A-Z of Machine Learning and Computer Vision Terms

COCO (Common Objects in Context) is a large-scale dataset for computer vision, widely used for training and evaluating models on tasks like object detection, segmentation, and image captioning. The COCO dataset contains on the order of 330,000 images, with about 200,000 of those images labeled with extensive annotations (the remainder reserved for testing).Each annotated image comes with one or more of the following: bounding boxes around objects (for detection), class labels for each object (80 object categories in total, ranging from person to dog to chair, etc.), segmentation masks outlining object shapes (for instance and semantic segmentation), keypoints for certain object types (e.g., human body landmarks for pose estimation), and even multiple descriptive captions for the image.COCO’s images are complex everyday scenes – “objects in context” means that images typically contain multiple objects interacting in natural environments (unlike simpler datasets that might have one object against a clear background). For example, an image might show a living room with several people, a couch, a TV, and a cat; COCO would have each person, the cat, and salient objects annotated with location and category.

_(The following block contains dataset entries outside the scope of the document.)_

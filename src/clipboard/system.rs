//! System clipboard backed by arboard

use std::borrow::Cow;
use std::path::PathBuf;

use tracing::{debug, trace};
use url::Url;

use super::{platform, ClipboardError, ClipboardSource, ContentPayload, ImageData, SourceApp};

/// System clipboard provider
///
/// arboard holds a single representation at a time, so mixed payloads and
/// multi-image sets are rejected and the write-back path falls back to a
/// simpler representation. File references travel as `file://` URI lines.
pub struct SystemClipboard {
    clipboard: arboard::Clipboard,
    counter: FingerprintCounter,
}

/// Change counter derived from content hashes.
///
/// Every observed content change moves the counter once, and so does every
/// successful write, even when the written content hashes the same as what
/// was already there.
#[derive(Debug, Default)]
struct FingerprintCounter {
    count: u64,
    last: Option<md5::Digest>,
}

impl FingerprintCounter {
    fn observe(&mut self, fingerprint: Option<md5::Digest>) -> u64 {
        if fingerprint != self.last {
            self.last = fingerprint;
            self.count += 1;
        }
        self.count
    }

    fn record_write(&mut self, fingerprint: Option<md5::Digest>) {
        self.last = fingerprint;
        self.count += 1;
    }
}

impl SystemClipboard {
    /// Open the system clipboard
    pub fn new() -> Result<Self, ClipboardError> {
        let clipboard = arboard::Clipboard::new()
            .map_err(|e| ClipboardError::Platform(format!("Failed to open clipboard: {}", e)))?;

        Ok(Self {
            clipboard,
            counter: FingerprintCounter::default(),
        })
    }

    /// Hash of the current content, used where no native change counter exists
    fn fingerprint(&mut self) -> Option<md5::Digest> {
        if let Ok(text) = self.clipboard.get_text() {
            return Some(md5::compute(text.as_bytes()));
        }

        if let Ok(image) = self.clipboard.get_image() {
            let mut context = md5::Context::new();
            context.consume((image.width as u64).to_le_bytes());
            context.consume((image.height as u64).to_le_bytes());
            context.consume(&image.bytes);
            return Some(context.compute());
        }

        None
    }

    fn read_image(&mut self) -> Option<ImageData> {
        let image = self.clipboard.get_image().ok()?;
        let width = u32::try_from(image.width).ok()?;
        let height = u32::try_from(image.height).ok()?;
        Some(ImageData::new(width, height, image.bytes.into_owned()))
    }

    fn write_image(&mut self, image: &ImageData) -> bool {
        let data = arboard::ImageData {
            width: image.width as usize,
            height: image.height as usize,
            bytes: Cow::Borrowed(&image.bytes),
        };
        match self.clipboard.set_image(data) {
            Ok(()) => true,
            Err(e) => {
                debug!("Image write rejected: {}", e);
                false
            }
        }
    }

    fn write_text(&mut self, text: &str) -> bool {
        match self.clipboard.set_text(text) {
            Ok(()) => true,
            Err(e) => {
                debug!("Text write rejected: {}", e);
                false
            }
        }
    }
}

impl ClipboardSource for SystemClipboard {
    fn change_counter(&mut self) -> u64 {
        if let Some(count) = platform::native_change_count() {
            return count;
        }

        let fingerprint = self.fingerprint();
        self.counter.observe(fingerprint)
    }

    fn read_payload(&mut self) -> Option<ContentPayload> {
        let text = self.clipboard.get_text().ok().filter(|t| !t.is_empty());
        let images: Vec<ImageData> = self.read_image().into_iter().collect();

        let (text, files) = match text {
            Some(text) => match parse_file_uris(&text) {
                Some(files) => (None, files),
                None => (Some(text), Vec::new()),
            },
            None => (None, Vec::new()),
        };

        let payload = ContentPayload::compose(text, images, files);
        if payload.is_none() {
            trace!("Clipboard holds no recognizable content");
        }
        payload
    }

    fn write_payload(&mut self, payload: &ContentPayload) -> bool {
        let written = match payload {
            ContentPayload::Text(text) => self.write_text(text),
            ContentPayload::ImageSet(images) => match images.as_slice() {
                [image] => self.write_image(image),
                _ => false,
            },
            ContentPayload::FileReferences(files) => self.write_text(&format_file_uris(files)),
            ContentPayload::Mixed(_) => false,
        };

        if written && platform::native_change_count().is_none() {
            let fingerprint = self.fingerprint();
            self.counter.record_write(fingerprint);
        }
        written
    }

    fn frontmost_application(&self) -> Option<SourceApp> {
        platform::frontmost_application()
    }

    fn name(&self) -> &str {
        "system"
    }
}

/// Interpret text made only of `file://` URI lines as file references
fn parse_file_uris(text: &str) -> Option<Vec<PathBuf>> {
    let mut files = Vec::new();
    for line in text.lines().map(str::trim).filter(|l| !l.is_empty()) {
        let url = Url::parse(line).ok().filter(|url| url.scheme() == "file")?;
        files.push(url.to_file_path().ok()?);
    }
    if files.is_empty() {
        None
    } else {
        Some(files)
    }
}

fn format_file_uris(files: &[PathBuf]) -> String {
    files
        .iter()
        .filter_map(|path| match Url::from_file_path(path) {
            Ok(url) => Some(String::from(url)),
            Err(()) => {
                debug!("Skipping non-absolute file reference {}", path.display());
                None
            }
        })
        .collect::<Vec<_>>()
        .join("\n")
}
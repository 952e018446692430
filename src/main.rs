//! ClipKeep - clipboard history engine
//!
//! This is the main entry point for the `clipkeep` command.

use anyhow::Result;
use clap::Parser;
use tracing::debug;
use tracing_subscriber::{layer::SubscriberExt, util::SubscriberInitExt};

use clipkeep::cli::{Cli, CliHandler};

#[tokio::main]
async fn main() -> Result<()> {
    let cli = Cli::parse();
    let mut handler = CliHandler::new(cli.config)?;

    // Initialize logging
    let log_level = if cli.verbose {
        "debug"
    } else {
        handler.config().log_level.as_str()
    };
    tracing_subscriber::registry()
        .with(
            tracing_subscriber::EnvFilter::try_from_default_env()
                .unwrap_or_else(|_| format!("clipkeep={}", log_level).into()),
        )
        .with(tracing_subscriber::fmt::layer().with_writer(std::io::stderr))
        .init();

    debug!(
        "ClipKeep v{} ({}, built {})",
        clipkeep::VERSION,
        clipkeep::BUILD_TARGET,
        clipkeep::BUILD_DATE
    );

    handler.handle_command(cli.command).await?;

    Ok(())
}
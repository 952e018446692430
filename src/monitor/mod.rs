//! Clipboard change detection
//!
//! [`ChangeDetector`] decides, once per tick, whether a clipboard change should
//! be captured. It compares the clipboard's change counter against the last one
//! seen, then applies, in order, self-write suppression, application exclusion
//! and the minimum-interval debounce. All timing uses wall-clock elapsed time so
//! the decisions stay correct when ticks arrive late (for example after sleep).

pub mod filter;

use chrono::{DateTime, Utc};
use std::time::Duration;
use tracing::debug;

use crate::clipboard::SourceApp;
use crate::config::MonitorConfig;

pub use filter::{CaptureFilter, Rejection};

/// Elapsed wall-clock time, `None` when the clock went backwards
fn elapsed(since: DateTime<Utc>, now: DateTime<Utc>) -> Option<Duration> {
    now.signed_duration_since(since).to_std().ok()
}

/// Marks the engine's own clipboard writes so the resulting change is not
/// captured again.
#[derive(Debug, Clone, Copy, Default, PartialEq, Eq)]
pub struct SelfWriteGuard {
    armed_at: Option<DateTime<Utc>>,
}

impl SelfWriteGuard {
    /// Arm (or re-arm) the guard; called right before every clipboard write
    pub fn arm(&mut self, now: DateTime<Utc>) {
        self.armed_at = Some(now);
    }

    pub fn is_armed(&self) -> bool {
        self.armed_at.is_some()
    }

    pub fn armed_at(&self) -> Option<DateTime<Utc>> {
        self.armed_at
    }

    pub fn clear(&mut self) {
        self.armed_at = None;
    }

    /// Drop a guard older than `timeout`. Returns `true` if it was dropped.
    ///
    /// A guard armed "in the future" (the clock went backwards) is dropped too.
    pub fn expire(&mut self, now: DateTime<Utc>, timeout: Duration) -> bool {
        match self.armed_at {
            Some(armed_at) if elapsed(armed_at, now).map_or(true, |e| e > timeout) => {
                self.armed_at = None;
                true
            }
            _ => false,
        }
    }

    /// Attribute a change observed at `now`.
    ///
    /// Returns `true` if the guard was armed no longer than `suppression` ago.
    /// The guard is consumed either way.
    pub fn consume(&mut self, now: DateTime<Utc>, suppression: Duration) -> bool {
        self.armed_at
            .take()
            .and_then(|armed_at| elapsed(armed_at, now))
            .is_some_and(|e| e <= suppression)
    }
}

/// Outcome of evaluating one tick
#[derive(Debug, Clone, PartialEq, Eq)]
pub enum Decision {
    /// Counter unchanged since the last tick
    Unchanged,
    /// The change was caused by the engine's own write
    SelfWrite,
    /// The frontmost application is excluded
    Excluded(SourceApp),
    /// Too soon after the previous accepted change
    Debounced,
    /// Capture the clipboard content
    Accepted { source_app: Option<SourceApp> },
}

/// Per-engine change detection state
#[derive(Debug, Clone, Default)]
pub struct ChangeDetector {
    last_counter: Option<u64>,
    last_accepted: Option<DateTime<Utc>>,
    guard: SelfWriteGuard,
}

impl ChangeDetector {
    pub fn new() -> Self {
        Self::default()
    }

    /// Detector that treats `counter` as already seen, so content present on
    /// the clipboard at startup is not captured
    pub fn seeded(counter: u64) -> Self {
        Self {
            last_counter: Some(counter),
            ..Self::default()
        }
    }

    pub fn last_counter(&self) -> Option<u64> {
        self.last_counter
    }

    pub fn last_accepted(&self) -> Option<DateTime<Utc>> {
        self.last_accepted
    }

    pub fn guard(&self) -> &SelfWriteGuard {
        &self.guard
    }

    pub fn guard_mut(&mut self) -> &mut SelfWriteGuard {
        &mut self.guard
    }

    /// Decide what to do with the clipboard state observed at `now`.
    ///
    /// `frontmost` is only queried when the change survives self-write
    /// suppression. Every changed counter is recorded, whatever the decision.
    pub fn evaluate(
        &mut self,
        counter: u64,
        frontmost: impl FnOnce() -> Option<SourceApp>,
        config: &MonitorConfig,
        now: DateTime<Utc>,
    ) -> Decision {
        if self.guard.expire(now, config.self_write_timeout()) {
            debug!("Self-write guard expired without an observed change");
        }

        if self.last_counter == Some(counter) {
            return Decision::Unchanged;
        }
        self.last_counter = Some(counter);

        if self.guard.consume(now, config.self_write_suppression()) {
            debug!("Ignoring own clipboard write (counter {})", counter);
            return Decision::SelfWrite;
        }

        let source_app = frontmost();
        if let Some(app) = source_app.as_ref().filter(|a| config.is_excluded(&a.identifier)) {
            debug!("Ignoring copy from excluded application {}", app.identifier);
            return Decision::Excluded(app.clone());
        }

        let too_soon = self
            .last_accepted
            .and_then(|last| elapsed(last, now))
            .is_some_and(|e| e < config.monitoring_interval());
        if too_soon {
            debug!("Dropping clipboard change inside the monitoring interval");
            return Decision::Debounced;
        }

        Decision::Accepted { source_app }
    }

    /// Record that an accepted change yielded a payload; starts the debounce
    pub fn mark_accepted(&mut self, now: DateTime<Utc>) {
        self.last_accepted = Some(now);
    }
}

#[cfg(test)]
mod tests {
    use super::*;
    use chrono::TimeDelta;
    use pretty_assertions::assert_eq;

    fn config() -> MonitorConfig {
        MonitorConfig::default()
    }

    fn ms(n: i64) -> TimeDelta {
        TimeDelta::milliseconds(n)
    }

    fn accept(detector: &mut ChangeDetector, counter: u64, now: DateTime<Utc>) -> Decision {
        let decision = detector.evaluate(counter, || None, &config(), now);
        if matches!(decision, Decision::Accepted { .. }) {
            detector.mark_accepted(now);
        }
        decision
    }

    #[test]
    fn test_unchanged_counter() {
        let mut detector = ChangeDetector::seeded(7);
        let now = Utc::now();
        assert_eq!(accept(&mut detector, 7, now), Decision::Unchanged);
        assert_eq!(
            accept(&mut detector, 8, now),
            Decision::Accepted { source_app: None }
        );
        assert_eq!(accept(&mut detector, 8, now + ms(10)), Decision::Unchanged);
    }

    #[test]
    fn test_unseeded_detector_sees_first_counter_as_change() {
        let mut detector = ChangeDetector::new();
        assert!(matches!(
            accept(&mut detector, 0, Utc::now()),
            Decision::Accepted { .. }
        ));
    }

    #[test]
    fn test_self_write_is_suppressed_once() {
        let mut detector = ChangeDetector::seeded(1);
        let t0 = Utc::now();
        detector.guard_mut().arm(t0);

        assert_eq!(accept(&mut detector, 2, t0 + ms(300)), Decision::SelfWrite);
        assert!(!detector.guard().is_armed());

        // The next external change is captured normally
        assert!(matches!(
            accept(&mut detector, 3, t0 + ms(2_000)),
            Decision::Accepted { .. }
        ));
    }

    #[test]
    fn test_late_change_after_self_write_is_captured() {
        let mut detector = ChangeDetector::seeded(1);
        let t0 = Utc::now();
        detector.guard_mut().arm(t0);

        assert!(matches!(
            accept(&mut detector, 2, t0 + ms(1_500)),
            Decision::Accepted { .. }
        ));
        assert!(!detector.guard().is_armed());
    }

    #[test]
    fn test_stale_guard_is_cleared_without_a_change() {
        let mut detector = ChangeDetector::seeded(1);
        let t0 = Utc::now();
        detector.guard_mut().arm(t0);

        assert_eq!(accept(&mut detector, 1, t0 + ms(4_000)), Decision::Unchanged);
        assert!(detector.guard().is_armed());

        assert_eq!(accept(&mut detector, 1, t0 + ms(5_001)), Decision::Unchanged);
        assert!(!detector.guard().is_armed());
    }

    #[test]
    fn test_guard_cleared_when_clock_goes_backwards() {
        let mut guard = SelfWriteGuard::default();
        let t0 = Utc::now();
        guard.arm(t0);
        assert!(guard.expire(t0 - ms(10), Duration::from_secs(5)));

        guard.arm(t0);
        assert!(!guard.consume(t0 - ms(10), Duration::from_secs(1)));
        assert!(!guard.is_armed());
    }

    #[test]
    fn test_excluded_application() {
        let mut detector = ChangeDetector::seeded(1);
        let mut config = config();
        config.excluded_apps.insert("org.keepassxc.KeePassXC".to_string());

        let app = SourceApp::new("org.keepassxc.KeePassXC", "KeePassXC");
        let frontmost = app.clone();
        let decision = detector.evaluate(2, move || Some(frontmost), &config, Utc::now());
        assert_eq!(decision, Decision::Excluded(app));

        // Counter was recorded, so the same change is not re-evaluated
        assert_eq!(detector.last_counter(), Some(2));
        assert_eq!(
            detector.evaluate(2, || panic!("not queried"), &config, Utc::now()),
            Decision::Unchanged
        );
    }

    #[test]
    fn test_frontmost_not_queried_for_self_writes() {
        let mut detector = ChangeDetector::seeded(1);
        let now = Utc::now();
        detector.guard_mut().arm(now);
        let decision = detector.evaluate(2, || panic!("not queried"), &config(), now);
        assert_eq!(decision, Decision::SelfWrite);
    }

    #[test]
    fn test_debounce_drops_rapid_changes() {
        let mut detector = ChangeDetector::seeded(0);
        let t0 = Utc::now();

        assert!(matches!(accept(&mut detector, 1, t0), Decision::Accepted { .. }));
        assert_eq!(accept(&mut detector, 2, t0 + ms(200)), Decision::Debounced);
        assert_eq!(accept(&mut detector, 3, t0 + ms(400)), Decision::Debounced);
        // Measured from the last accepted change, not the last observed one
        assert!(matches!(
            accept(&mut detector, 4, t0 + ms(500)),
            Decision::Accepted { .. }
        ));
        assert_eq!(detector.last_accepted(), Some(t0 + ms(500)));
    }

    #[test]
    fn test_source_app_is_reported() {
        let mut detector = ChangeDetector::seeded(0);
        let app = SourceApp::new("firefox", "Firefox");
        let frontmost = app.clone();
        let decision = detector.evaluate(1, move || Some(frontmost), &config(), Utc::now());
        assert_eq!(decision, Decision::Accepted { source_app: Some(app) });
    }
}
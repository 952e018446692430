//! Platform queries that arboard does not cover: the frontmost application and,
//! on macOS, the native pasteboard change count.

use super::SourceApp;

/// Application currently in front, if the platform exposes it
pub fn frontmost_application() -> Option<SourceApp> {
    imp::frontmost_application()
}

/// Native clipboard change counter, where one exists
pub fn native_change_count() -> Option<u64> {
    imp::native_change_count()
}

#[cfg(target_os = "macos")]
mod imp {
    use super::SourceApp;
    use cocoa::base::{id, nil};
    use objc::{class, msg_send, sel, sel_impl};
    use std::ffi::CStr;
    use std::os::raw::c_char;

    unsafe fn nsstring_to_string(string: id) -> Option<String> {
        if string == nil {
            return None;
        }
        let utf8_ptr: *const c_char = msg_send![string, UTF8String];
        if utf8_ptr.is_null() {
            return None;
        }
        Some(CStr::from_ptr(utf8_ptr).to_string_lossy().into_owned())
    }

    pub fn frontmost_application() -> Option<SourceApp> {
        // SAFETY: plain AppKit getters on the shared workspace; every returned
        // object is checked for nil before use.
        unsafe {
            let workspace: id = msg_send![class!(NSWorkspace), sharedWorkspace];
            if workspace == nil {
                return None;
            }
            let app: id = msg_send![workspace, frontmostApplication];
            if app == nil {
                return None;
            }
            let bundle: id = msg_send![app, bundleIdentifier];
            let name: id = msg_send![app, localizedName];

            let identifier = nsstring_to_string(bundle)?;
            let display_name = nsstring_to_string(name).unwrap_or_else(|| identifier.clone());
            Some(SourceApp::new(identifier, display_name))
        }
    }

    pub fn native_change_count() -> Option<u64> {
        // SAFETY: generalPasteboard is a process-wide singleton.
        unsafe {
            let pasteboard: id = msg_send![class!(NSPasteboard), generalPasteboard];
            if pasteboard == nil {
                return None;
            }
            let count: i64 = msg_send![pasteboard, changeCount];
            u64::try_from(count).ok()
        }
    }
}

#[cfg(all(unix, not(target_os = "macos")))]
mod imp {
    use super::SourceApp;
    use x11rb::connection::Connection;
    use x11rb::protocol::xproto::{AtomEnum, ConnectionExt};

    pub fn frontmost_application() -> Option<SourceApp> {
        // Wayland compositors do not expose the focused client to regular clients.
        if std::env::var_os("DISPLAY").is_none() {
            return None;
        }

        let (conn, screen_num) = x11rb::connect(None).ok()?;
        let root = conn.setup().roots.get(screen_num)?.root;

        let active_atom = conn
            .intern_atom(false, b"_NET_ACTIVE_WINDOW")
            .ok()?
            .reply()
            .ok()?
            .atom;
        let active = conn
            .get_property(false, root, active_atom, AtomEnum::WINDOW, 0, 1)
            .ok()?
            .reply()
            .ok()?;
        let window = active.value32()?.next()?;
        if window == 0 {
            return None;
        }

        // WM_CLASS is "instance\0class\0"
        let class = conn
            .get_property(false, window, AtomEnum::WM_CLASS, AtomEnum::STRING, 0, 256)
            .ok()?
            .reply()
            .ok()?;
        let mut parts = class
            .value
            .split(|b| *b == 0)
            .filter(|part| !part.is_empty())
            .map(|part| String::from_utf8_lossy(part).into_owned());

        let instance = parts.next()?;
        let display_name = parts.next().unwrap_or_else(|| instance.clone());
        Some(SourceApp::new(instance, display_name))
    }

    pub fn native_change_count() -> Option<u64> {
        None
    }
}

#[cfg(not(unix))]
mod imp {
    use super::SourceApp;

    pub fn frontmost_application() -> Option<SourceApp> {
        None
    }

    pub fn native_change_count() -> Option<u64> {
        None
    }
}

This richness makes COCO a challenging benchmark that pushes models to detect objects under occlusion and in diverse contexts.Introduced by Microsoft researchers in 2014, COCO quickly became a standard benchmark for the computer vision community. It powers the annual COCO competition, where algorithms compete on tasks like object detection (localizing and classifying all objects in the image) and instance segmentation (precisely outlining each object). Due to its large scale and diversity, models pre-trained on COCO (for detection/segmentation) are often used as off-the-shelf starting points for related tasks. For instance, a model trained on COCO’s 80 object classes can be fine-tuned to a custom set of objects with typically fewer training images. COCO also established standardized evaluation metrics – e.g., mean Average Precision (mAP) for detection across a range of intersection-over-union thresholds – which became a common way to report detection performance.